Officer Rush lost sight of the man as he ran east on Turner Street and then north on Law Street.
When Officer Rush went back to Trinkle's Bar, he found a man on his back on the floor
bleeding profusely from his head. The man, later identified as William "Big Will" Spearman,
2
was unresponsive and had a large neck wound. The officer noticed the faint smell of gunpowder
in the bar. Spearman later died.
Officer Rush saw a woman, Margarita Morales, was giving CPR to the victim. Ms.

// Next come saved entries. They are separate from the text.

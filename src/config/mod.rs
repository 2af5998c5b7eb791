//! Tool configuration stored as TOML

pub mod schema;

pub use schema::Config;

use crate::error::{GitVarsError, GitVarsResult};
use std::io::ErrorKind;
use std::path::{Path, PathBuf};
use tokio::fs;
use tracing::{debug, info};

/// Reads and writes the gitvars config file
pub struct ConfigManager {
    path: PathBuf,
}

impl ConfigManager {
    /// Manager for an explicit path (`--config` / `GITVARS_CONFIG`) or the
    /// per-user default
    pub fn locate(explicit: Option<PathBuf>) -> Self {
        let path = explicit.unwrap_or_else(Self::default_path);
        Self { path }
    }

    pub fn with_path(path: impl Into<PathBuf>) -> Self {
        Self { path: path.into() }
    }

    /// `<config dir>/gitvars/config.toml`
    pub fn default_path() -> PathBuf {
        dirs::config_dir()
            .unwrap_or_else(|| PathBuf::from("."))
            .join("gitvars")
            .join("config.toml")
    }

    pub fn path(&self) -> &Path {
        &self.path
    }

    /// Whether a config file is present
    pub async fn exists(&self) -> bool {
        fs::try_exists(&self.path).await.unwrap_or(false)
    }

    /// Read and validate the config; a missing file yields the defaults
    pub async fn load(&self) -> GitVarsResult<Config> {
        let content = match fs::read_to_string(&self.path).await {
            Ok(content) => content,
            Err(e) if e.kind() == ErrorKind::NotFound => {
                debug!("No config at {}, using defaults", self.path.display());
                return Ok(Config::default());
            }
            Err(e) => {
                return Err(GitVarsError::io(
                    format!("reading config from {}", self.path.display()),
                    e,
                ))
            }
        };

        let config: Config = toml::from_str(&content).map_err(|e| self.invalid(e.to_string()))?;
        config.validate().map_err(|reason| self.invalid(reason))?;
        Ok(config)
    }

    /// Write the config, creating its directory first
    pub async fn save(&self, config: &Config) -> GitVarsResult<()> {
        if let Some(dir) = self.path.parent() {
            fs::create_dir_all(dir)
                .await
                .map_err(|e| GitVarsError::ConfigDirCreate {
                    path: dir.to_path_buf(),
                    source: e,
                })?;
        }

        let content = toml::to_string_pretty(config)?;
        fs::write(&self.path, content).await.map_err(|e| {
            GitVarsError::io(format!("writing config to {}", self.path.display()), e)
        })?;

        info!("Configuration saved to {}", self.path.display());
        Ok(())
    }

    fn invalid(&self, reason: String) -> GitVarsError {
        GitVarsError::ConfigInvalid {
            path: self.path.clone(),
            reason,
        }
    }
}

Morales later related to the police she had been in the bar for about 7 hours when she noticed the
victim and a man identified as the Appellant coming out of the bathroom in the bar and having a
physical struggle. During this struggle, Ms. Morales saw the Appellant with a gun and heard two
gunshots. After the gunfire, Morales saw Spearman slump to the floor and people running from
the bar.
Ms. Iris Rodriguez was also at the bar that night. While in the ladies bathroom, Rodriguez
heard a loud argument. When she came out of the bathroom, Rodriguez began to speak with
Morales when she saw the Appellant leave from the mens' bathroom, then go back in, followed
by a struggle between the Appellant and Spearman. Ms. Rodriguez saw Appellant with a gun and
then heard shots ring out.
The bartender Edward Reid also heard a loud bang and saw patrons fleeing from one end
of the bar. Mr. Reid then saw the victim on the floor bleeding and called 911.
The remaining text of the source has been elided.